Non più le statue a cui manca solo la parola, ma la “Merda di artista” di Piero Manzoni.
Non più Gioconde dal sorriso immortale ma squarci su tela di Fontana.
Non più alata poesia, ma cinquanta policrome sfumature di erotismo!
Scienza, informatica, pragmatismo hanno scacciato le Muse; declina ogni forma d’arte, intesa come sentimento lirico espresso in modo compiuto, capace di coinvolgere ed estasiare.
Anche l’ars oratoria è trapassata; le forbite arringhe di Maestri facondi non echeggiano più nelle aule di giustizia: non mancano gli avvocati colti dall’oratoria travolgente, ma forse non ci sono giudici disposti ad ascoltare ed apprezzare quelle divagazioni nei campi della cultura, della letteratura, del costume, della storia, che, pure, fornivano la chiave per meglio comprendere complesse vicende umane.
Ogni parola e ogni fatto avrebbero offerto a Porzio, Raimondo, De Marsico, Carnelutti spunti per travolgenti arringhe.
Erano quelli di un tempo Magistrati aristocratici, nel senso greco del termine ed umanisti, permeati di cultura classica; oggi neppure ai grandi Maestri converrebbe, per difendere , uscire dai limiti di un’arringa squisitamente tecnica finalizzata ad illustrare ai giudici popolari l’istituto della legittima difesa.
Pochi magistrati apprezzano oggi l’ars oratoria e quindi come potrebbe interessarsi dell’antica cultura l’uditore ultramoderno incline al sentire del presente?
Gli avvocati colti, quelli che hanno la magia della parola, si limitano oggi all’analisi dei fatti ed alle discussioni tecniche, omettendo riferimenti ad opere letterarie, declamazione di versi e financo la citazione di brocardi latini, che potrebbero non essere compresi.
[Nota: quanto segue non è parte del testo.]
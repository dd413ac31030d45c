//! Arrays and their dimensions.

use dapstream_foundation::escape::www_to_id;
use dapstream_foundation::{Error, Result, TypeKind, Value};
use dapstream_wire::{Marshaller, UnMarshaller};

#[cfg(feature = "serde")]
use serde::{Deserialize, Serialize};

use crate::variable::Variable;

/// One array dimension with its full and constrained extents.
///
/// Invariant: `start <= stop < size` and `stride >= 1`.
#[derive(Clone, Debug, PartialEq, Eq)]
#[cfg_attr(feature = "serde", derive(Serialize, Deserialize))]
pub struct Dimension {
    /// Dimension name; empty for anonymous dimensions.
    pub name: String,
    /// Declared extent.
    pub size: usize,
    /// First selected index.
    pub start: usize,
    /// Last selected index (inclusive).
    pub stop: usize,
    /// Step between selected indices.
    pub stride: usize,
}

impl Dimension {
    /// Creates a full-extent dimension. `size` must be at least 1.
    fn full(size: usize, name: String) -> Self {
        Self {
            name,
            size,
            start: 0,
            stop: size - 1,
            stride: 1,
        }
    }

    /// Number of selected indices: `(stop - start) / stride + 1`.
    #[must_use]
    pub const fn constrained_len(&self) -> usize {
        (self.stop - self.start) / self.stride + 1
    }

    /// True if the constraint selects less than the full extent.
    #[must_use]
    pub const fn is_constrained(&self) -> bool {
        self.constrained_len() != self.size
    }

    /// Restores the full extent.
    pub fn reset(&mut self) {
        self.start = 0;
        self.stop = self.size - 1;
        self.stride = 1;
    }

    /// Iterates over the selected indices.
    pub fn indices(&self) -> impl Iterator<Item = usize> + '_ {
        (self.start..=self.stop).step_by(self.stride)
    }
}

/// Element storage: plain values for scalar templates, records otherwise.
#[derive(Clone, Debug, PartialEq)]
#[cfg_attr(feature = "serde", derive(Serialize, Deserialize))]
enum Elements {
    Values(Vec<Value>),
    Members(Vec<Variable>),
}

/// An N-dimensional array of one element template.
#[derive(Clone, Debug, PartialEq)]
#[cfg_attr(feature = "serde", derive(Serialize, Deserialize))]
pub struct Array {
    template: Box<Variable>,
    dims: Vec<Dimension>,
    elements: Elements,
}

impl Array {
    /// Creates an array with no dimensions.
    #[must_use]
    pub fn new(template: Variable) -> Self {
        let elements = if template.type_kind().is_scalar() {
            Elements::Values(Vec::new())
        } else {
            Elements::Members(Vec::new())
        };
        Self {
            template: Box::new(template),
            dims: Vec::new(),
            elements,
        }
    }

    /// The element template.
    #[must_use]
    pub fn template(&self) -> &Variable {
        &self.template
    }

    /// Mutable element template.
    pub fn template_mut(&mut self) -> &mut Variable {
        &mut self.template
    }

    /// Appends a full-extent dimension.
    ///
    /// The name may be empty and is unescaped before it is stored.
    ///
    /// # Errors
    /// Returns an invalid constraint error for a zero size, or when the
    /// element count or byte width of the grown array overflows `usize`.
    pub fn append_dimension(&mut self, size: usize, name: &str) -> Result<()> {
        if size == 0 {
            return Err(Error::invalid_constraint(format!(
                "dimension '{name}' must have a positive size"
            )));
        }
        let fits = self
            .full_length()
            .unwrap_or(1)
            .checked_mul(size)
            .and_then(|n| n.checked_mul(self.template.width()));
        if fits.is_none() {
            return Err(Error::invalid_constraint(format!(
                "dimension '{name}' of size {size} overflows the array extent"
            )));
        }
        self.dims.push(Dimension::full(size, www_to_id(name)));
        Ok(())
    }

    /// Narrows one dimension to `start..=stop` every `stride`.
    ///
    /// # Errors
    /// Returns an invalid constraint error if the dimension does not exist or
    /// the extents violate `start <= stop < size`, `stride >= 1`.
    pub fn constrain_dimension(
        &mut self,
        index: usize,
        start: usize,
        stop: usize,
        stride: usize,
    ) -> Result<()> {
        let count = self.dims.len();
        let dim = self.dims.get_mut(index).ok_or_else(|| {
            Error::invalid_constraint(format!("dimension {index} out of range ({count} dimensions)"))
        })?;
        if stride == 0 || start > stop || stop >= dim.size {
            return Err(Error::invalid_constraint(format!(
                "[{start}:{stride}:{stop}] does not fit dimension of size {}",
                dim.size
            )));
        }
        dim.start = start;
        dim.stop = stop;
        dim.stride = stride;
        Ok(())
    }

    /// Restores every dimension to its full extent.
    pub fn reset_constraints(&mut self) {
        self.dims.iter_mut().for_each(Dimension::reset);
    }

    /// The dimensions in declaration order.
    #[must_use]
    pub fn dimensions(&self) -> &[Dimension] {
        &self.dims
    }

    /// One dimension by position.
    #[must_use]
    pub fn dimension(&self, index: usize) -> Option<&Dimension> {
        self.dims.get(index)
    }

    /// Product of the constrained dimension lengths.
    ///
    /// Recomputed on every call; `None` until a dimension exists.
    #[must_use]
    pub fn length(&self) -> Option<usize> {
        if self.dims.is_empty() {
            None
        } else {
            self.dims
                .iter()
                .try_fold(1usize, |n, d| n.checked_mul(d.constrained_len()))
        }
    }

    /// Product of the declared dimension sizes.
    #[must_use]
    pub fn full_length(&self) -> Option<usize> {
        if self.dims.is_empty() {
            None
        } else {
            self.dims.iter().try_fold(1usize, |n, d| n.checked_mul(d.size))
        }
    }

    /// Width in bytes of the constrained elements.
    #[must_use]
    pub fn width(&self) -> usize {
        self.length()
            .unwrap_or(0)
            .saturating_mul(self.template.width())
    }

    /// Number of elements currently held.
    #[must_use]
    pub fn element_count(&self) -> usize {
        match &self.elements {
            Elements::Values(v) => v.len(),
            Elements::Members(m) => m.len(),
        }
    }

    /// Held values, for scalar templates.
    #[must_use]
    pub fn values(&self) -> &[Value] {
        match &self.elements {
            Elements::Values(v) => v,
            Elements::Members(_) => &[],
        }
    }

    /// Held record elements, for record templates.
    #[must_use]
    pub fn members(&self) -> &[Variable] {
        match &self.elements {
            Elements::Members(m) => m,
            Elements::Values(_) => &[],
        }
    }

    /// Replaces the held values.
    ///
    /// # Errors
    /// Returns a type mismatch if a value differs from the template kind, or
    /// an invalid constraint error if the count differs from [`Array::length`].
    pub fn set_values(&mut self, values: Vec<Value>) -> Result<()> {
        let kind = self.template.type_kind();
        if let Some(bad) = values.iter().find(|v| v.kind() != kind) {
            return Err(Error::type_mismatch(kind, bad.kind()));
        }
        self.check_count(values.len())?;
        self.elements = Elements::Values(values);
        Ok(())
    }

    /// Replaces the held record elements.
    ///
    /// # Errors
    /// Returns a type mismatch if an element differs from the template kind,
    /// or an invalid constraint error if the count differs from [`Array::length`].
    pub fn set_members(&mut self, members: Vec<Variable>) -> Result<()> {
        let kind = self.template.type_kind();
        if let Some(bad) = members.iter().find(|m| m.type_kind() != kind) {
            return Err(Error::type_mismatch(kind, bad.type_kind()));
        }
        self.check_count(members.len())?;
        self.elements = Elements::Members(members);
        Ok(())
    }

    fn check_count(&self, count: usize) -> Result<()> {
        match self.length() {
            Some(len) if len == count => Ok(()),
            Some(len) => Err(Error::invalid_constraint(format!(
                "{count} elements supplied for constrained length {len}"
            ))),
            None => Err(Error::invalid_constraint(
                "array has no dimensions".to_string(),
            )),
        }
    }

    /// Row-major offsets, into the full extent, of every selected element.
    #[must_use]
    pub fn constrained_offsets(&self) -> Vec<usize> {
        let mut offsets = vec![0usize];
        for dim in &self.dims {
            offsets = offsets
                .iter()
                .flat_map(|base| dim.indices().map(move |i| base * dim.size + i))
                .collect();
        }
        if self.dims.is_empty() {
            offsets.clear();
        }
        offsets
    }

    /// Picks the selected elements out of a full-extent row-major slice.
    ///
    /// # Errors
    /// Returns a data source error if `full` is shorter than the declared extent.
    pub fn extract_constrained(&self, full: &[Value]) -> Result<Vec<Value>> {
        let expected = self.full_length().unwrap_or(0);
        if full.len() < expected {
            return Err(Error::data_source(
                self.template.name(),
                format!("{} values supplied for {expected} declared", full.len()),
            ));
        }
        Ok(self
            .constrained_offsets()
            .into_iter()
            .map(|i| full[i].clone())
            .collect())
    }

    /// Encodes the element count then each element.
    pub(crate) fn encode(&self, name: &str, m: &mut dyn Marshaller) -> Result<()> {
        let len = self
            .length()
            .ok_or_else(|| Error::internal(format!("array '{name}' has no dimensions")))?;
        if self.element_count() != len {
            return Err(Error::internal(format!(
                "array '{name}' holds {} elements but its constrained length is {len}",
                self.element_count()
            )));
        }
        m.put_length(len)?;
        match &self.elements {
            Elements::Values(values) => values.iter().try_for_each(|v| m.put_value(v)),
            Elements::Members(members) => members.iter().try_for_each(|v| v.encode(m)),
        }
    }

    /// Decodes an element count then each element.
    pub(crate) fn decode(&mut self, name: &str, um: &mut dyn UnMarshaller) -> Result<()> {
        let count = um.get_length()?;
        if self.length() != Some(count) {
            return Err(Error::framing(format!(
                "array '{name}' expects {:?} elements, stream has {count}",
                self.length()
            )));
        }
        let kind = self.template.type_kind();
        match kind {
            TypeKind::Array | TypeKind::Table => Err(Error::internal(format!(
                "array '{name}' has unsupported element kind {kind}"
            ))),
            TypeKind::Record => {
                let mut members = Vec::with_capacity(count);
                for _ in 0..count {
                    let mut member = (*self.template).clone();
                    member.deserialize(um)?;
                    members.push(member);
                }
                self.elements = Elements::Members(members);
                Ok(())
            }
            _ => {
                let mut values = Vec::with_capacity(count);
                for _ in 0..count {
                    values.push(um.get_value(kind)?);
                }
                self.elements = Elements::Values(values);
                Ok(())
            }
        }
    }
}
Per opportunità evitano le divagazioni; per prudenza i riferimenti a Dio, frequenti fino agli anni settanta, quando i Grandi lo invocavano nei processi d’amore e di morte.
“Ed invece di quest’ironica menzogna, scritta sulle pareti di queste aule, che dice come la legge sia eguale per tutti, io vorrei che su queste mura si imprimessero le grandi parole di Carlo Richet: “se un Dio sedesse nei Tribunali, Egli sarebbe d’una inalterabile indulgenza per le colpe del dolore umano”. Il senso di queste parole illumini le vostre menti ed ispiri il vostro verdetto.”
Così Giovanni Porzio concluse una sua perorazione in epoca in cui si poteva in Tribunale parlare di Dio.
Forse perché non era ancora venuto il peggio del ’68!
Il rifiuto dei principi fondanti della nostra società e della Tradizione, la rivolta contro Dio, la religione dell’ateismo, la dissacrazione della Famiglia, l’esaltazione del materialismo, la negazione delle gerarchie e della disciplina, il disconoscimento del merito,la globalizzazione del dissenso, l’irrisione dei principi e tanto altro.
Il fosco vento della mera contestazione, dissacratrice di ogni valore, si è infiltrato da decenni nelle aule dei Tribunali non liberando dalle catene bensì rendendo quest’ultime libere.
Il giuramento davanti a Dio del codice Rocco è stato sostituito dall’impegno a dire la verità: non più il sacrale “giuro”, ma un civile, molto laico e risibile “mi impegno”.
Abrogato Dio dal giuramento per rescriptum principis, sulle pareti delle aule dovrebbe sopravvivere il Crocefisso accanto alla scritta “la legge è uguale per tutti”.
Nelle aule (anche se non in tutte) il Crocefisso sopravvive con il suo simbolismo: persino il figlio di Dio innocente può essere condannato (tanto più che il giudice pronuncia le sentenze in nome del popolo, quel popolo che tra Cristo e Barabba scelse il secondo!).
Voglia Dio che dopo il Suo esilio dalle aule di Giustizia, in esse sopravviva almeno l’humanitas!